Volumetric and transport properties of switchable-hydrophilicity solvent systems: N,N-Dimethylbutylamine, water and carbon dioxide

Abstract

Switchable-hydrophilicity solvents (SHSs) are an emerging class of solvents with switchable phase behavior. They can be used as a substitute for volatile solvents and can be removed from organic products without distillation. However, the detailed physical properties data of SHSs are still very scarce in the literature. In this work, the experimental values densities, dynamic viscosities, refractive indices as well as conductivities of switchable hydrophilicity solvent (SHS)systems (N,N-Dimethylbutylamine (DMBA), water, and carbon dioxide) are investigated at temperatures (283.15, 288.15, 293.15, 298.15, 303.15 and 308.15) K and at atmospheric pressure. VLE of the CO2 loaded DMBA solutions are measured at 298.15 K over the partial pressure range of carbon dioxide from 17.0 to 98.0 kPa.
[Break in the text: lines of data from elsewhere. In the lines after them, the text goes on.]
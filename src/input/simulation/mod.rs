//! Sensor simulation for testing.

mod orp;

pub use orp::{ProbeSimulator, millivolts_to_raw, run_orp_simulation};
use capability_bridge::config::{self, Config};
use capability_bridge::definitions::{ORP_CALIBRATION_CAPABILITY, ORP_CAPABILITY, build_registry};
use capability_bridge::input::{ProbeSimulator, run_orp_simulation};
use capability_bridge::reporting::Exposure;
use capability_bridge::sensors::OrpSensor;
use log::{error, info, warn};
use std::sync::Arc;
use std::time::Duration;
use tokio::signal;

fn init_logger() {
    env_logger::Builder::from_env(env_logger::Env::default().default_filter_or("info"))
        .format_timestamp_millis()
        .init();
}

#[tokio::main]
async fn main() {
    // Load .env file before anything else
    config::load_dotenv();
    init_logger();
    info!("Starting Capability Bridge");

    let config = Config::from_env();
    info!("Configuration loaded:");
    info!("  Device Model: {}", config.device.model);
    match &config.device.definitions_path {
        Some(path) => info!("  Definitions: {}", path.display()),
        None => info!("  Definitions: built-in only"),
    }
    info!("  Update Interval: {}s", config.sensor.update_interval_secs);
    info!(
        "  Range: {}-{} mV, Calibration offset: {} mV",
        config.sensor.min_value_mv, config.sensor.max_value_mv, config.sensor.calibration_mv
    );

    // All registration happens here; afterwards the registry is only read
    let registry = match build_registry(config.device.definitions_path.as_deref()) {
        Ok(registry) => Arc::new(registry),
        Err(e) => {
            error!("Failed to register device definitions: {}", e);
            std::process::exit(1);
        }
    };

    let Some(device) = registry
        .device(&config.device.model)
        .or_else(|| registry.find_by_zigbee_model(&config.device.model))
    else {
        error!("Unknown device model: {}", config.device.model);
        std::process::exit(1);
    };

    info!(
        "Device: {} ({} {})",
        device.model(),
        device.vendor().unwrap_or("unknown vendor"),
        device.description().unwrap_or("")
    );
    for descriptor in device.capabilities() {
        info!(
            "  - {} [{}/{}] {} {}",
            descriptor.name(),
            descriptor.cluster(),
            descriptor.attribute(),
            descriptor.access(),
            descriptor.unit().unwrap_or("")
        );
    }

    let Some(orp) = device.capability(ORP_CAPABILITY).cloned() else {
        error!(
            "Device model {} exposes no '{}' capability",
            device.model(),
            ORP_CAPABILITY
        );
        std::process::exit(1);
    };

    let sensor = Arc::new(OrpSensor::new(
        config.sensor.min_value_mv,
        config.sensor.max_value_mv,
    ));

    // Initial calibration goes through the same path as external writes
    if config.sensor.calibration_mv != 0 {
        match device.capability(ORP_CALIBRATION_CAPABILITY) {
            Some(descriptor) => {
                if let Err(e) =
                    sensor.write_calibration(descriptor, config.sensor.calibration_mv as f64)
                {
                    warn!("Ignoring configured calibration: {}", e);
                }
            }
            None => warn!(
                "Device model {} has no '{}' capability, calibration ignored",
                device.model(),
                ORP_CALIBRATION_CAPABILITY
            ),
        }
    }

    let exposure = Arc::new(Exposure::new(orp));
    let unit = exposure.descriptor().unit().unwrap_or("").to_string();
    let simulation = run_orp_simulation(
        sensor.clone(),
        exposure.clone(),
        ProbeSimulator::new(&config.simulation, config.sensor.samples_per_reading),
        Duration::from_secs(config.sensor.update_interval_secs),
        move |value| info!("[Report] {} = {} {}", ORP_CAPABILITY, value, unit),
    );

    #[cfg(unix)]
    let report_task = spawn_report_on_signal(sensor.clone(), exposure.clone());

    info!("Capability Bridge is running");
    info!("  - Send SIGUSR1 to force an ORP report");
    info!("  - Press Ctrl+C to exit");

    // Wait for shutdown signal
    match signal::ctrl_c().await {
        Ok(()) => {
            info!("Received shutdown signal");
        }
        Err(e) => {
            error!("Failed to listen for shutdown signal: {}", e);
        }
    }

    simulation.abort();
    #[cfg(unix)]
    report_task.abort();

    info!("Capability Bridge stopped");
}

/// Force a report of the current reading on every SIGUSR1.
#[cfg(unix)]
fn spawn_report_on_signal(
    sensor: Arc<OrpSensor>,
    exposure: Arc<Exposure>,
) -> tokio::task::JoinHandle<()> {
    use tokio::signal::unix::{SignalKind, signal as unix_signal};

    tokio::spawn(async move {
        let mut stream = match unix_signal(SignalKind::user_defined1()) {
            Ok(stream) => stream,
            Err(e) => {
                warn!("Failed to listen for SIGUSR1: {}", e);
                return;
            }
        };
        while stream.recv().await.is_some() {
            let value = sensor.get_millivolts() as f64;
            exposure.force_report(value);
            info!(
                "[Report] {} = {} (on demand)",
                exposure.descriptor().name(),
                value
            );
        }
    })
}
//! Device registry.
//!
//! Holds the validated capability sets of every registered device model.
//! Registration is expected to complete before the registry is shared
//! (`Arc<DeviceRegistry>`); after that it is only read, so no locking is
//! involved.

use crate::capability::CapabilityDescriptor;
use crate::error::{ConfigError, WriteError};
use log::info;
use serde::{Deserialize, Serialize};
use std::collections::{BTreeMap, HashMap, HashSet};
use std::sync::Arc;

/// Static definition of a device model and the capabilities it exposes.
///
/// # Example
/// ```ignore
/// let definition = DeviceDefinition::new("esp32c6")
///     .with_zigbee_model("esp32c6")
///     .with_vendor("ESPRESSIF")
///     .with_capability(orp_descriptor);
/// ```
#[derive(Debug, Clone, PartialEq, Serialize, Deserialize)]
pub struct DeviceDefinition {
    pub model: String,
    /// Model identifiers reported by the device itself (Basic cluster)
    #[serde(default, alias = "zigbeeModel")]
    pub zigbee_models: Vec<String>,
    #[serde(default, skip_serializing_if = "Option::is_none")]
    pub vendor: Option<String>,
    #[serde(default, skip_serializing_if = "Option::is_none")]
    pub description: Option<String>,
    #[serde(default, alias = "extend")]
    pub capabilities: Vec<CapabilityDescriptor>,
}

impl DeviceDefinition {
    pub fn new(model: impl Into<String>) -> Self {
        Self {
            model: model.into(),
            zigbee_models: Vec::new(),
            vendor: None,
            description: None,
            capabilities: Vec::new(),
        }
    }

    pub fn with_zigbee_model(mut self, zigbee_model: impl Into<String>) -> Self {
        self.zigbee_models.push(zigbee_model.into());
        self
    }

    pub fn with_vendor(mut self, vendor: impl Into<String>) -> Self {
        self.vendor = Some(vendor.into());
        self
    }

    pub fn with_description(mut self, description: impl Into<String>) -> Self {
        self.description = Some(description.into());
        self
    }

    pub fn with_capability(mut self, descriptor: CapabilityDescriptor) -> Self {
        self.capabilities.push(descriptor);
        self
    }

    pub fn with_capabilities(
        mut self,
        descriptors: impl IntoIterator<Item = CapabilityDescriptor>,
    ) -> Self {
        self.capabilities.extend(descriptors);
        self
    }
}

/// Validate a descriptor set for one device model.
pub fn validate_descriptors(
    model: &str,
    descriptors: &[CapabilityDescriptor],
) -> Result<(), ConfigError> {
    let mut seen = HashSet::new();
    for descriptor in descriptors {
        descriptor.validate()?;
        if !seen.insert(descriptor.name()) {
            return Err(ConfigError::DuplicateName {
                model: model.to_string(),
                name: descriptor.name().to_string(),
            });
        }
    }
    Ok(())
}

/// A device model that passed validation. Its descriptors are immutable.
#[derive(Debug)]
pub struct RegisteredDevice {
    model: String,
    zigbee_models: Vec<String>,
    vendor: Option<String>,
    description: Option<String>,
    capabilities: Vec<Arc<CapabilityDescriptor>>,
    by_name: HashMap<String, usize>,
}

impl RegisteredDevice {
    fn from_definition(definition: DeviceDefinition) -> Self {
        let capabilities: Vec<Arc<CapabilityDescriptor>> =
            definition.capabilities.into_iter().map(Arc::new).collect();
        let by_name = capabilities
            .iter()
            .enumerate()
            .map(|(index, descriptor)| (descriptor.name().to_string(), index))
            .collect();

        Self {
            model: definition.model,
            zigbee_models: definition.zigbee_models,
            vendor: definition.vendor,
            description: definition.description,
            capabilities,
            by_name,
        }
    }

    pub fn model(&self) -> &str {
        &self.model
    }

    pub fn zigbee_models(&self) -> &[String] {
        &self.zigbee_models
    }

    pub fn vendor(&self) -> Option<&str> {
        self.vendor.as_deref()
    }

    pub fn description(&self) -> Option<&str> {
        self.description.as_deref()
    }

    /// Capabilities in declaration order.
    pub fn capabilities(&self) -> &[Arc<CapabilityDescriptor>] {
        &self.capabilities
    }

    pub fn capability(&self, name: &str) -> Option<&Arc<CapabilityDescriptor>> {
        self.by_name.get(name).map(|&index| &self.capabilities[index])
    }

    /// Rebuild the static definition, e.g. for printing.
    pub fn to_definition(&self) -> DeviceDefinition {
        DeviceDefinition {
            model: self.model.clone(),
            zigbee_models: self.zigbee_models.clone(),
            vendor: self.vendor.clone(),
            description: self.description.clone(),
            capabilities: self
                .capabilities
                .iter()
                .map(|descriptor| descriptor.as_ref().clone())
                .collect(),
        }
    }
}

/// Publish-once store of device definitions keyed by model.
#[derive(Debug, Default)]
pub struct DeviceRegistry {
    devices: BTreeMap<String, RegisteredDevice>,
    zigbee_aliases: HashMap<String, String>,
}

impl DeviceRegistry {
    pub fn new() -> Self {
        Self::default()
    }

    /// Register a bare descriptor set for `model`.
    pub fn register(
        &mut self,
        model: impl Into<String>,
        descriptors: Vec<CapabilityDescriptor>,
    ) -> Result<(), ConfigError> {
        self.register_definition(DeviceDefinition::new(model).with_capabilities(descriptors))
    }

    /// Validate and register a full device definition.
    ///
    /// A model can only be registered once; unregister it first to replace
    /// its descriptors.
    pub fn register_definition(&mut self, definition: DeviceDefinition) -> Result<(), ConfigError> {
        let model = definition.model.clone();
        if self.devices.contains_key(&model) {
            return Err(ConfigError::ModelAlreadyRegistered(model));
        }
        for alias in &definition.zigbee_models {
            if let Some(owner) = self.zigbee_aliases.get(alias)
                && owner != &model
            {
                return Err(ConfigError::ModelAlreadyRegistered(alias.clone()));
            }
        }

        validate_descriptors(&model, &definition.capabilities)?;

        for alias in &definition.zigbee_models {
            self.zigbee_aliases.insert(alias.clone(), model.clone());
        }

        let device = RegisteredDevice::from_definition(definition);
        info!(
            "[Registry] Registered {} with {} capabilit{}",
            model,
            device.capabilities.len(),
            if device.capabilities.len() == 1 { "y" } else { "ies" }
        );
        self.devices.insert(model, device);
        Ok(())
    }

    /// Remove a model and drop its descriptors.
    pub fn unregister(&mut self, model: &str) -> Option<RegisteredDevice> {
        let device = self.devices.remove(model)?;
        self.zigbee_aliases.retain(|_, owner| owner != model);
        info!("[Registry] Unregistered {}", model);
        Some(device)
    }

    pub fn device(&self, model: &str) -> Option<&RegisteredDevice> {
        self.devices.get(model)
    }

    /// Resolve a device by the model identifier it reports over Zigbee.
    pub fn find_by_zigbee_model(&self, zigbee_model: &str) -> Option<&RegisteredDevice> {
        self.zigbee_aliases
            .get(zigbee_model)
            .and_then(|model| self.devices.get(model))
    }

    pub fn descriptors(&self, model: &str) -> Result<&[Arc<CapabilityDescriptor>], ConfigError> {
        self.devices
            .get(model)
            .map(RegisteredDevice::capabilities)
            .ok_or_else(|| ConfigError::UnknownModel(model.to_string()))
    }

    pub fn descriptor(&self, model: &str, name: &str) -> Option<&Arc<CapabilityDescriptor>> {
        self.devices.get(model)?.capability(name)
    }

    /// Evaluate an external write addressed by model and capability name.
    pub fn evaluate_write(&self, model: &str, name: &str, proposed: f64) -> Result<f64, WriteError> {
        let descriptor =
            self.descriptor(model, name)
                .ok_or_else(|| WriteError::UnknownCapability {
                    model: model.to_string(),
                    name: name.to_string(),
                })?;
        descriptor.evaluate_write(proposed)
    }

    /// Registered models in sorted order.
    pub fn models(&self) -> impl Iterator<Item = &str> {
        self.devices.keys().map(String::as_str)
    }

    pub fn len(&self) -> usize {
        self.devices.len()
    }

    pub fn is_empty(&self) -> bool {
        self.devices.is_empty()
    }
}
Density data have been used to calculate the apparent molar volumes (Vϕ), limiting apparent molar volumes (Vϕ0) and limiting partial molar expansivity of solute (Eϕ0). The Jones-Dole coefficients B, the Gibbs free energies of activation of viscous flow per mole of solvent (Δμ10≠) and per mole of solute (Δμ20≠), entropies (ΔS20≠) and enthalpies (ΔH20≠) of activation of viscous flow were calculated from experimental viscosity data and discussed in terms of transition state theory. The Walden's product was calculated from the conductance and dynamic viscosity data. The results are valuable sources of information on the design and development of SHSs for novel industrial applications.